Lt. Janney became a seasoned combat pilot during two tours of duty in the Pacific Theater and was awarded two Distinguished Flying Crosses and three Navy Air Medals. On October 25, 1944, as the Flight-Executive Officer for Torpedo Squadron 13, he led the squadron into the Battle of Leyte Gulf, the largest naval battle in history. He personally scored a direct torpedo hit on the Japanese aircraft carrier Zuihō, which eventually sank. For his leadership at Leyte Gulf, he was awarded the Navy Cross.

CIA career

World War II had a profound impact on a number of elite, well-educated combat veterans. Janney was a part of an idealistic young group, including Cord Meyer, Jr., Tracy Barnes, Desmond FitzGerald, Frank Wisner, who were determined to prevent another nuclear conflict. Along with Meyer, Barnes, FitzGerald and others, Janney was recruited by Allen Dulles into the newly formed Central Intelligence Agency, and he and his wife moved their family from New Haven to Washington, D.C., where others they knew were beginning their careers.
Early in his CIA career, Janney was assigned to the Office of Current Intelligence. By 1963, he had become Chief of the Sino-Soviet Bloc Area, according to Victor Marchetti, who worked for him at this time. Janney later served in the Agency's new Science & Technology directorate, formed in late 1963. He first worked for Col. Lawrence K. “Red” White, and then became chief deputy to directorate head Carl Duckett, according to Dino Brugioni, who worked at the National Photographic Interpretation Center which was part of DS&T.
Janney's last position at CIA was as Director of Personnel, which he began in 1975. During this time, the CIA was engaged in extensive litigation regarding the Freedom of Information Act, seeking to block the release of documents that, it argued, exposed "sources and methods" of intelligence work. "In many fields," said Janney in his role as CIA personnel director, "it is absolutely essential that the Agency have available to it the single greatest source of expertise: the American academic community." The CIA has also argued that revelations of academic involvement with the Agency would expose certain academics to "shame and ridicule" of their peers, which author Ami Chen Mills suggested was "a tacit admission that at least some of these people have something to be ashamed of."
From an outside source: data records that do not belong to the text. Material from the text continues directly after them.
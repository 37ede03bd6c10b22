//! # Message Resolver
//!
//! Maps a message code and positional arguments to a human-readable string.
//!
//! The table is built once at startup: English defaults for every code the
//! dispatcher emits, overlaid by an optional resource file. After that it is
//! read-only and shared behind an `Arc` by every request.
//!
//! ## Resource formats
//!
//! Chosen by file extension:
//!
//! - `.yaml` / `.yml` and `.toml`: either flat (`code: template`) or sectioned
//!   by language (`en: { code: template }`). Entries of the `default` section
//!   are overridden by flat keys, and both by the section matching the
//!   configured language.
//!   TOML keys containing dots must be quoted.
//! - `.properties`: read like `java.util.Properties`. Keys end at the first
//!   unescaped `=`, `:` or blank. `#` and `!` start comments, a trailing `\`
//!   continues the line, and `\uXXXX` escapes carry non-ASCII text.
//!
//! Templates use `{0}`, `{1}`, ... placeholders.
//!
//! ## Unknown codes
//!
//! Resolving a code that is not in the table never fails. It returns the code
//! itself, followed by the arguments in brackets when there are any:
//! `some.code [a, b]`.

use crate::error::codes;
use anyhow::{bail, Context, Result};
use serde::Deserialize;
use std::collections::{BTreeMap, HashMap};
use std::path::Path;
use tracing::{debug, warn};

const DEFAULT_MESSAGES: [(&str, &str); 13] = [
    (codes::PATH, "Requested service {0} is not available"),
    (
        codes::HTTP_METHOD,
        "Service {0} does not accept method {1}, expected {2}",
    ),
    (codes::UNAUTHORIZED, "Access to {0} requires a valid session"),
    (codes::CONTENT, "Request content for {0} could not be read: {1}"),
    (
        codes::RESPONSE_TYPE,
        "Service {0} declares an unsupported parameter list",
    ),
    (
        codes::METHOD_PARAMETER,
        "Service {0} did not produce a supported result",
    ),
    (
        codes::CONTENT_SIZE,
        "Request content for {0} exceeds the limit of {1} bytes",
    ),
    (
        codes::FILE_SIZE,
        "Uploaded file {1} for {0} exceeds the limit of {2} bytes",
    ),
    (codes::PARAMETER_MISSING, "Required parameter {0} is missing"),
    (
        codes::PARAMETER_INVALID,
        "Parameter {0} has invalid value {1}, expected {2}",
    ),
    (codes::BODY_INVALID, "Request body is not a valid {0}: {1}"),
    (codes::SERVICE, "Service {0} is not available"),
    (codes::HANDLER_PANIC, "Service {0} failed unexpectedly: {1}"),
];

#[derive(Debug, Deserialize)]
#[serde(untagged)]
enum MessageNode {
    Template(String),
    Section(BTreeMap<String, String>),
}

/// Localized message table.
#[derive(Debug, Clone, Default)]
pub struct Messages {
    language: String,
    table: HashMap<String, String>,
}

impl Messages {
    /// A table pre-filled with the dispatcher's English defaults.
    pub fn new(language: impl Into<String>) -> Self {
        let mut messages = Self::empty(language);
        for (code, template) in DEFAULT_MESSAGES {
            messages.table.insert(code.to_string(), template.to_string());
        }
        messages
    }

    /// A table with no entries at all.
    pub fn empty(language: impl Into<String>) -> Self {
        Self {
            language: language.into(),
            table: HashMap::new(),
        }
    }

    #[must_use]
    pub fn with_message(mut self, code: impl Into<String>, template: impl Into<String>) -> Self {
        self.table.insert(code.into(), template.into());
        self
    }

    /// Load defaults overlaid by the resource at `path`.
    pub fn load(path: &Path, language: &str) -> Result<Self> {
        let content = std::fs::read_to_string(path)
            .with_context(|| format!("Failed to read message resource {}", path.display()))?;
        let extension = path
            .extension()
            .and_then(|e| e.to_str())
            .map(str::to_ascii_lowercase)
            .unwrap_or_default();
        let messages = match extension.as_str() {
            "yaml" | "yml" => Self::new(language).merge_yaml(&content),
            "toml" => Self::new(language).merge_toml(&content),
            "properties" => Self::new(language).merge_properties(&content),
            other => bail!(
                "Unsupported message resource format '{}' for {}",
                other,
                path.display()
            ),
        }
        .with_context(|| format!("Failed to parse message resource {}", path.display()))?;
        debug!(
            path = %path.display(),
            language = %language,
            entries = messages.len(),
            "Message table loaded"
        );
        Ok(messages)
    }

    pub fn merge_yaml(self, content: &str) -> Result<Self> {
        let nodes: BTreeMap<String, MessageNode> = serde_yaml::from_str(content)?;
        Ok(self.merge_nodes(nodes))
    }

    pub fn merge_toml(self, content: &str) -> Result<Self> {
        let nodes: BTreeMap<String, MessageNode> = toml::from_str(content)?;
        Ok(self.merge_nodes(nodes))
    }

    /// Overlay entries read with `java.util.Properties` rules.
    pub fn merge_properties(mut self, content: &str) -> Result<Self> {
        self.table.extend(parse_properties(content)?);
        Ok(self)
    }

    /// Layers, lowest first: the `default` section, flat keys, then the
    /// section named after the language.
    fn merge_nodes(mut self, nodes: BTreeMap<String, MessageNode>) -> Self {
        let mut flat = Vec::new();
        let mut fallback = None;
        let mut localized = None;
        for (key, node) in nodes {
            match node {
                MessageNode::Template(template) => flat.push((key, template)),
                MessageNode::Section(section) if key == self.language => localized = Some(section),
                MessageNode::Section(section) if key == "default" => fallback = Some(section),
                MessageNode::Section(_) => {}
            }
        }
        self.table.extend(fallback.unwrap_or_default());
        self.table.extend(flat);
        self.table.extend(localized.unwrap_or_default());
        self
    }

    /// Resolve `code` with positional `args`.
    pub fn resolve<S: AsRef<str>>(&self, code: &str, args: &[S]) -> String {
        match self.table.get(code) {
            Some(template) => format_template(template, args),
            None => {
                warn!(code = %code, language = %self.language, "Unknown message code");
                if args.is_empty() {
                    code.to_string()
                } else {
                    let joined: Vec<&str> = args.iter().map(AsRef::as_ref).collect();
                    format!("{code} [{}]", joined.join(", "))
                }
            }
        }
    }

    #[must_use]
    pub fn contains(&self, code: &str) -> bool {
        self.table.contains_key(code)
    }

    #[must_use]
    pub fn language(&self) -> &str {
        &self.language
    }

    #[must_use]
    pub fn len(&self) -> usize {
        self.table.len()
    }

    #[must_use]
    pub fn is_empty(&self) -> bool {
        self.table.is_empty()
    }
}

fn is_blank(c: char) -> bool {
    matches!(c, ' ' | '\t' | '\x0c')
}

/// An odd run of trailing backslashes joins the next line.
fn continues(line: &str) -> bool {
    line.bytes().rev().take_while(|&b| b == b'\\').count() % 2 == 1
}

fn parse_properties(content: &str) -> Result<Vec<(String, String)>> {
    let mut entries = Vec::new();
    let mut lines = content
        .lines()
        .flat_map(|line| line.split('\r'))
        .enumerate();
    while let Some((number, line)) = lines.next() {
        let mut natural = line.trim_start_matches(is_blank);
        if natural.is_empty() || natural.starts_with(['#', '!']) {
            continue;
        }
        let mut logical = String::new();
        while continues(natural) {
            logical.push_str(&natural[..natural.len() - 1]);
            natural = match lines.next() {
                Some((_, next)) => next.trim_start_matches(is_blank),
                None => "",
            };
        }
        logical.push_str(natural);
        let entry = split_entry(&logical)
            .with_context(|| format!("Invalid properties entry on line {}", number + 1))?;
        entries.push(entry);
    }
    Ok(entries)
}

fn split_entry(line: &str) -> Result<(String, String)> {
    let mut escaped = false;
    let mut key_end = line.len();
    for (i, c) in line.char_indices() {
        if escaped {
            escaped = false;
        } else if c == '\\' {
            escaped = true;
        } else if c == '=' || c == ':' || is_blank(c) {
            key_end = i;
            break;
        }
    }
    let mut value = line[key_end..].trim_start_matches(is_blank);
    if let Some(rest) = value.strip_prefix(['=', ':']) {
        value = rest.trim_start_matches(is_blank);
    }
    Ok((unescape(&line[..key_end])?, unescape(value)?))
}

fn unescape(raw: &str) -> Result<String> {
    let mut out = String::with_capacity(raw.len());
    let mut units: Vec<u16> = Vec::new();
    let mut chars = raw.chars();
    while let Some(c) = chars.next() {
        if c != '\\' {
            flush_units(&mut out, &mut units);
            out.push(c);
            continue;
        }
        let escaped = match chars.next() {
            Some('u') => {
                let hex: String = chars.by_ref().take(4).collect();
                if hex.len() != 4 || !hex.bytes().all(|b| b.is_ascii_hexdigit()) {
                    bail!("Malformed \\uXXXX escape '\\u{hex}'");
                }
                units.push(u16::from_str_radix(&hex, 16)?);
                continue;
            }
            Some('t') => '\t',
            Some('n') => '\n',
            Some('r') => '\r',
            Some('f') => '\x0c',
            Some(other) => other,
            None => break,
        };
        flush_units(&mut out, &mut units);
        out.push(escaped);
    }
    flush_units(&mut out, &mut units);
    Ok(out)
}

/// Decode pending UTF-16 units, so surrogate pairs written as two escapes
/// form one character.
fn flush_units(out: &mut String, units: &mut Vec<u16>) {
    out.extend(
        char::decode_utf16(units.drain(..)).map(|c| c.unwrap_or(char::REPLACEMENT_CHARACTER)),
    );
}

/// Substitute `{n}` placeholders. Placeholders without a matching argument
/// are left in place.
#[must_use]
pub fn format_template<S: AsRef<str>>(template: &str, args: &[S]) -> String {
    let mut out = String::with_capacity(template.len());
    let mut rest = template;
    while let Some(open) = rest.find('{') {
        out.push_str(&rest[..open]);
        let after = &rest[open + 1..];
        let substituted = after.find('}').and_then(|close| {
            let index: usize = after[..close].trim().parse().ok()?;
            let arg = args.get(index)?;
            Some((arg.as_ref(), close))
        });
        match substituted {
            Some((arg, close)) => {
                out.push_str(arg);
                rest = &after[close + 1..];
            }
            None => {
                out.push('{');
                rest = after;
            }
        }
    }
    out.push_str(rest);
    out
}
Subject of conspiracy theory

Wistar's son, Peter Janney, has claimed that Wistar was part of a CIA team that orchestrated the October 1964 murder of Mary Pinchot Meyer, the ex-wife of CIA official Cord Meyer and an alleged mistress of United States President John F. Kennedy, because she was prepared to publicly dispute the Warren Commission's findings in the assassination of Kennedy.